BASU CHATTERJI AND MIDDLE- OF-THE-ROAD CINEMA
By Anirudha Bhattacharjee
PENGUIN VINTAGE
As soon as I saw Basu Chatterji on a store shelf, I wanted to read it. Though many current readers may not readily know of him—their touchstones of middle-of-the-road cinema would be gems such as Dum Laga ke Haisha (2015) or Badhaai Ho (2018)— he was, as Pearl Padamsee put it, the master of the low-budget film. His were the antithesis of the other memorable strain of the ’70s films—the angry-young-man movies. Chatterji’s films were anything but angry—they were middle-class character studies that sought to, as biographer Anirudha Bhattacharjee says in his book, find the lighter interludes of an ordinary life filled with burdens and obligations. Or, he depicted the independent-minded young woman.
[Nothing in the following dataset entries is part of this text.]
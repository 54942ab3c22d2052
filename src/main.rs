use std::{io, net::SocketAddrV4, path::PathBuf};

use clap::Parser;
use rdcl_site::{
    core::settings::{Settings, DEFAULT_SETTINGS_PATH},
    server::start_server,
};
use tracing::error;
use tracing_subscriber::EnvFilter;

#[derive(Parser, Debug)]
#[command(name = "rdcl-site", version, about = "Content backend for the RDCL site")]
struct Cli {
    /// Settings file; defaults apply when it does not exist.
    #[arg(long, default_value = DEFAULT_SETTINGS_PATH)]
    settings: PathBuf,

    /// Overrides the bind address from the settings file.
    #[arg(long)]
    addr: Option<SocketAddrV4>,
}

#[actix_web::main]
async fn main() -> io::Result<()> {
    tracing_subscriber::fmt()
        .with_env_filter(
            EnvFilter::try_from_default_env().unwrap_or_else(|_| EnvFilter::new("info")),
        )
        .init();

    let cli = Cli::parse();
    let mut settings = Settings::load(&cli.settings).map_err(|error| {
        error!("Settings load error: {}", error);
        io::Error::other(error)
    })?;
    if let Some(addr) = cli.addr {
        settings.ipv4_addr = *addr.ip();
        settings.port = addr.port();
    }

    start_server(settings).await
}
//! Error type shared by every fallible `LineEditor` operation.

use std::path::PathBuf;
use thiserror::Error;

#[derive(Debug, Error)]
pub enum EditError {
    /// Source file missing or unreadable (`load`).
    #[error("unable to read file at {}", path.display())]
    Read {
        path: PathBuf,
        #[source]
        source: std::io::Error,
    },
    /// Output target failed the writability check (`set_output_path`, `open`, `save`).
    #[error("unwritable file at {}", path.display())]
    Unwritable { path: PathBuf },
    /// The write itself failed after the target was accepted.
    #[error("failed to write file at {}", path.display())]
    Write {
        path: PathBuf,
        #[source]
        source: std::io::Error,
    },
    #[error("output file path is not set")]
    NoOutputPath,
}

impl EditError {
    /// Path involved in the failure, if any.
    pub fn path(&self) -> Option<&std::path::Path> {
        match self {
            EditError::Read { path, .. }
            | EditError::Unwritable { path }
            | EditError::Write { path, .. } => Some(path),
            EditError::NoOutputPath => None,
        }
    }
}

#[cfg(test)]
mod tests {
    use super::*;

    #[test]
    fn messages_name_the_path() {
        let err = EditError::Unwritable {
            path: PathBuf::from("/nope/.gitignore"),
        };
        assert_eq!(err.to_string(), "unwritable file at /nope/.gitignore");
        assert_eq!(err.path(), Some(std::path::Path::new("/nope/.gitignore")));
        assert!(EditError::NoOutputPath.path().is_none());
    }

    #[test]
    fn read_error_keeps_io_source() {
        use std::error::Error as _;
        let err = EditError::Read {
            path: PathBuf::from("missing"),
            source: std::io::Error::new(std::io::ErrorKind::NotFound, "gone"),
        };
        assert!(err.source().is_some());
    }
}
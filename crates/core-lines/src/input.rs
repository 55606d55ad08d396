//! Flattening of `add` input into candidate lines.
//!
//! Anything implementing [`LineSource`] can be handed to `LineEditor::add`:
//! a single (possibly multi-line) string or any nesting of vectors, slices and
//! arrays of strings. Flattening is depth-first and keeps the caller's order.
//! Every produced line is trimmed on both sides; empty pieces are kept because
//! blank lines are meaningful separators in ignore files.

/// A value that can be expanded into an ordered sequence of candidate lines.
pub trait LineSource {
    /// Append this source's trimmed lines to `out`.
    fn push_lines(self, out: &mut Vec<String>);
}

/// Flatten and trim `input` into the candidate sequence used by `add`.
pub fn candidates(input: impl LineSource) -> Vec<String> {
    let mut out = Vec::new();
    input.push_lines(&mut out);
    out
}

/// Split on CRLF, LF or a lone CR. Separators only: `"a\n"` yields `["a", ""]`.
fn split_breaks(text: &str) -> impl Iterator<Item = &str> {
    text.split('\n')
        .flat_map(|piece| piece.strip_suffix('\r').unwrap_or(piece).split('\r'))
}

impl LineSource for &str {
    fn push_lines(self, out: &mut Vec<String>) {
        out.extend(split_breaks(self).map(|l| l.trim().to_string()));
    }
}

impl LineSource for &&str {
    fn push_lines(self, out: &mut Vec<String>) {
        (*self).push_lines(out);
    }
}

impl LineSource for String {
    fn push_lines(self, out: &mut Vec<String>) {
        self.as_str().push_lines(out);
    }
}

impl LineSource for &String {
    fn push_lines(self, out: &mut Vec<String>) {
        self.as_str().push_lines(out);
    }
}

impl<T: LineSource> LineSource for Vec<T> {
    fn push_lines(self, out: &mut Vec<String>) {
        for item in self {
            item.push_lines(out);
        }
    }
}

impl<T: LineSource, const N: usize> LineSource for [T; N] {
    fn push_lines(self, out: &mut Vec<String>) {
        for item in self {
            item.push_lines(out);
        }
    }
}

impl<'a, T> LineSource for &'a [T]
where
    &'a T: LineSource,
{
    fn push_lines(self, out: &mut Vec<String>) {
        for item in self {
            item.push_lines(out);
        }
    }
}

impl<'a, T> LineSource for &'a Vec<T>
where
    &'a T: LineSource,
{
    fn push_lines(self, out: &mut Vec<String>) {
        self.as_slice().push_lines(out);
    }
}

impl<'a, T, const N: usize> LineSource for &'a [T; N]
where
    &'a T: LineSource,
{
    fn push_lines(self, out: &mut Vec<String>) {
        self.as_slice().push_lines(out);
    }
}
Chatterji was loved by producers because he kept to a low budget and a quick three-week shoot. He was loved by actors because, as testified by the over 60 film personalities Bhattacharjee interviewed, the shoot was “like a picnic” (and film raconteurs like Utpal Dutt or Dadamoni Ashok Kumar also enjoyed the post-shoot whisky-fuelled “adda”). He was loved by cinema-goers because in the chaos that was urban India, in his films the oasis was the family.